* BRIEF
Every line of the listing that holds the word "anything" should be returned.

>>>

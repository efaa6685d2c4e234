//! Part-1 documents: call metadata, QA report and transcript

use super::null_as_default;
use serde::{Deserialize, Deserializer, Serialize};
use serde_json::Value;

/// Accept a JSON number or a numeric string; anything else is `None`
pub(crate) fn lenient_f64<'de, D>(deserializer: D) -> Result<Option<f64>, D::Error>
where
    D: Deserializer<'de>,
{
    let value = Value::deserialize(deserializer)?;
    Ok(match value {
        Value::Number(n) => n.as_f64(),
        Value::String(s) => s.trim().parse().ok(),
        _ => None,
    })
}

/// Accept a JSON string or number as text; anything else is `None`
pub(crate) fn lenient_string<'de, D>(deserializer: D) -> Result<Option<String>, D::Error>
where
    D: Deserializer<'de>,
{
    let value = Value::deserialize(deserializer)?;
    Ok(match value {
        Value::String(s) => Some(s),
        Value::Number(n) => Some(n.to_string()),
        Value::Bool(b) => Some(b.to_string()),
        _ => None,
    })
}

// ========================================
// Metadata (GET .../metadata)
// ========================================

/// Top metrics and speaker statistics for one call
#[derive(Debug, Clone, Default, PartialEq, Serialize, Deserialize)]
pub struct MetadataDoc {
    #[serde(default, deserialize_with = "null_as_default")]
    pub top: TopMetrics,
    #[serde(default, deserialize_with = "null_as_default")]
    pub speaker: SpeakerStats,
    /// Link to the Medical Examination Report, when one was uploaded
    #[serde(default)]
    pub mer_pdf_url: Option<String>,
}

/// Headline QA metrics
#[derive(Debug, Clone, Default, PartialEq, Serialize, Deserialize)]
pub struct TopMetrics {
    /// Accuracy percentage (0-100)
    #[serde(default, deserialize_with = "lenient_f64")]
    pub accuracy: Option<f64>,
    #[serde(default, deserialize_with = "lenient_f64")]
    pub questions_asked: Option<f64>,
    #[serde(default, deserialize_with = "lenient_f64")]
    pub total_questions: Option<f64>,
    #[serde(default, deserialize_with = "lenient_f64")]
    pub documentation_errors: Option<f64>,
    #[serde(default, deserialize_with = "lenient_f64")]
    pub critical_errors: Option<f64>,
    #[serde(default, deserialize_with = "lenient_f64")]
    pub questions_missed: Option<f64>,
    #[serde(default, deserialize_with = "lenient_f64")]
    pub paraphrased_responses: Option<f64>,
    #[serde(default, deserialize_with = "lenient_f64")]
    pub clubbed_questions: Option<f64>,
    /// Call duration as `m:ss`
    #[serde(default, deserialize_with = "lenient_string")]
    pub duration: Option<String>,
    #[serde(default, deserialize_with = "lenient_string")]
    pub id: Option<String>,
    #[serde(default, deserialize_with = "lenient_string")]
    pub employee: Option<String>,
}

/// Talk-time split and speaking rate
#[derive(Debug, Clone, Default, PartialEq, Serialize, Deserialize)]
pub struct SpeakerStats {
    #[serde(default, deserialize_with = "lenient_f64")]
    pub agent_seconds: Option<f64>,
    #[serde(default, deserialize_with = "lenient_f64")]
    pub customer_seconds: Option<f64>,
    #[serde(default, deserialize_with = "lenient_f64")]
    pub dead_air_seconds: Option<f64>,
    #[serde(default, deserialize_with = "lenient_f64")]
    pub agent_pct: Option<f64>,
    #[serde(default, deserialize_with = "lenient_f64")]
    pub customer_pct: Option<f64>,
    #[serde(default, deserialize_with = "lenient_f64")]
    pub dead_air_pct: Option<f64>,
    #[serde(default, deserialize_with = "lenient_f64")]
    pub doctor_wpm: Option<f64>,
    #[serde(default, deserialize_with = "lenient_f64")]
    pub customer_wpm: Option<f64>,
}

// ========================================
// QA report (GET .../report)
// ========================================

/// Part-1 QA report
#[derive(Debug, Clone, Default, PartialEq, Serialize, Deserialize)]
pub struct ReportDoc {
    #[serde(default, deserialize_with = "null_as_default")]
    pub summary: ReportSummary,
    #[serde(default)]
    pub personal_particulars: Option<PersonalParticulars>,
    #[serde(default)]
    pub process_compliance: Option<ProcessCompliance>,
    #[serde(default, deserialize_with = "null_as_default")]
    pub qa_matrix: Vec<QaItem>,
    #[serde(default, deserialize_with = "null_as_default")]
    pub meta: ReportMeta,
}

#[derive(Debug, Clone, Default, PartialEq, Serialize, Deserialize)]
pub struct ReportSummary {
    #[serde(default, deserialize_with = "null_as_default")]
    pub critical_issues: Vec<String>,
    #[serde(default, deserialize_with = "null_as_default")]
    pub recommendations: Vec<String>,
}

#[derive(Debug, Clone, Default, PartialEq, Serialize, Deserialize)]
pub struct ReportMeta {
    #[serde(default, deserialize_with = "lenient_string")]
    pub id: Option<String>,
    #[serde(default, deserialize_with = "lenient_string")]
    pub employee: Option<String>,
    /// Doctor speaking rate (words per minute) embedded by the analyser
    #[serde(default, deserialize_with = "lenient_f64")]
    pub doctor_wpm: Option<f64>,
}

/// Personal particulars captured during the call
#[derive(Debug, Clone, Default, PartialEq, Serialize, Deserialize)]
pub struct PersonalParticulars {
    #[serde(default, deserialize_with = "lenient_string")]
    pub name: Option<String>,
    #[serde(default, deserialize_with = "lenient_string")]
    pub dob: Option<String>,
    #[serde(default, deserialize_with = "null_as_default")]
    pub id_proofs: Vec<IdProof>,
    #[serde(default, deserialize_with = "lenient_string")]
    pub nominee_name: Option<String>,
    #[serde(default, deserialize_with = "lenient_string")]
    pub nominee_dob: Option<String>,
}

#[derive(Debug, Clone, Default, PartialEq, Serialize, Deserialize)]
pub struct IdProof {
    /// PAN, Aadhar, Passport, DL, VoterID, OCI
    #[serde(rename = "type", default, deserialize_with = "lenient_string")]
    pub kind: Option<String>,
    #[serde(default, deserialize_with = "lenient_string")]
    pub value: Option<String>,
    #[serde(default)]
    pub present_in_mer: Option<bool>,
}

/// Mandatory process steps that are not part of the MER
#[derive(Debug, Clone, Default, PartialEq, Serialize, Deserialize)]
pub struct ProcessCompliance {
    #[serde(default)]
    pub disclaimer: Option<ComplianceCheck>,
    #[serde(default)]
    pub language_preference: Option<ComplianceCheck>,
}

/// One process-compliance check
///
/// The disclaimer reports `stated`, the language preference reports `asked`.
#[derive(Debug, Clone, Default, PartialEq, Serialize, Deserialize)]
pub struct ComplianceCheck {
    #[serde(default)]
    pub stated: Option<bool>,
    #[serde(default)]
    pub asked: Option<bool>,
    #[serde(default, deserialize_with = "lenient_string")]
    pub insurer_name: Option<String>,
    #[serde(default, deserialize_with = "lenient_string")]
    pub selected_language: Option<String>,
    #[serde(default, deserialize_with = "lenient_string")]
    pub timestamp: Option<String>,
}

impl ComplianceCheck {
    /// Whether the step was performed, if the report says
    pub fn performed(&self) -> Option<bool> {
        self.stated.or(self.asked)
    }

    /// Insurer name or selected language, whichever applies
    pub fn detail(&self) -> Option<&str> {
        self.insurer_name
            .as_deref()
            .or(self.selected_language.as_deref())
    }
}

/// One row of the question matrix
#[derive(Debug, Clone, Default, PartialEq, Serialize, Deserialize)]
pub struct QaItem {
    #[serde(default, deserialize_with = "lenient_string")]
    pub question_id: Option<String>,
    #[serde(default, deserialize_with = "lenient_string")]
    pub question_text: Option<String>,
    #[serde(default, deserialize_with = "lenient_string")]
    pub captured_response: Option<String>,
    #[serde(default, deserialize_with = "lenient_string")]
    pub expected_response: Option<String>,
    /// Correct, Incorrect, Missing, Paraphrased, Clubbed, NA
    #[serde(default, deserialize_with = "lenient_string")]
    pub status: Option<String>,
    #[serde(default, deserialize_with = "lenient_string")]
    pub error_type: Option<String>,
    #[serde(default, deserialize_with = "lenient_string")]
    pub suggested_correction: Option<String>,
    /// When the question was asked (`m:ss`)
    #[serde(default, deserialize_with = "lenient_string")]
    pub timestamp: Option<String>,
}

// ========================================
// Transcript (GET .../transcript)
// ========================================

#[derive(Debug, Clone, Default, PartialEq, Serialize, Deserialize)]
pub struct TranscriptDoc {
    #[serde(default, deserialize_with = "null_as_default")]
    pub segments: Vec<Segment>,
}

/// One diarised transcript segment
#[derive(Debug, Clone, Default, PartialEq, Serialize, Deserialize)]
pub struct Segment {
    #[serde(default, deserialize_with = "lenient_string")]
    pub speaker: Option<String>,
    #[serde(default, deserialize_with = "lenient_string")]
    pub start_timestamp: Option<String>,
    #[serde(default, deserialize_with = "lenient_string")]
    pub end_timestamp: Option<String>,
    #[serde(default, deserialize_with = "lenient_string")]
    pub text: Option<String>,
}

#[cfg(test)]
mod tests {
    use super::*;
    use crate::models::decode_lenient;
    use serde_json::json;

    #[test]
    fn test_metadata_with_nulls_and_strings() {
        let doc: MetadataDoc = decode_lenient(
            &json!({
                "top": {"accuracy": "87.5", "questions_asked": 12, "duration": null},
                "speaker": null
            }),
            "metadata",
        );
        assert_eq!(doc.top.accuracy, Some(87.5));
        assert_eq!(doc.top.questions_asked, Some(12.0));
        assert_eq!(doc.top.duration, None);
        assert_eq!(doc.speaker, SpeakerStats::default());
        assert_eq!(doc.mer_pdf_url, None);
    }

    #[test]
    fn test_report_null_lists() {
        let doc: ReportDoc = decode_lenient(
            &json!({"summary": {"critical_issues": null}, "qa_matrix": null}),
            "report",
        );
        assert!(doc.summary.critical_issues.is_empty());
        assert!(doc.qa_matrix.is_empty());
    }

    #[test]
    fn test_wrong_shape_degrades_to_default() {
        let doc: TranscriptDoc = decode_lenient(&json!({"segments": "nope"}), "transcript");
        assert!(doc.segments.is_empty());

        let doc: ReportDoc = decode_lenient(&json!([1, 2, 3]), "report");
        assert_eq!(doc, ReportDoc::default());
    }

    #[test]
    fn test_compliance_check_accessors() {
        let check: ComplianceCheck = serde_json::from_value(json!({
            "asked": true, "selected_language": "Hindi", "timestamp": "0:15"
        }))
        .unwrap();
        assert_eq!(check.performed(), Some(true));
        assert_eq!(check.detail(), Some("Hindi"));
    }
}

<<<

* TASK SOLUTION
/// Accept a JSON number or a numeric string; anything else is `None`
/// Accept a JSON string or number as text; anything else is `None`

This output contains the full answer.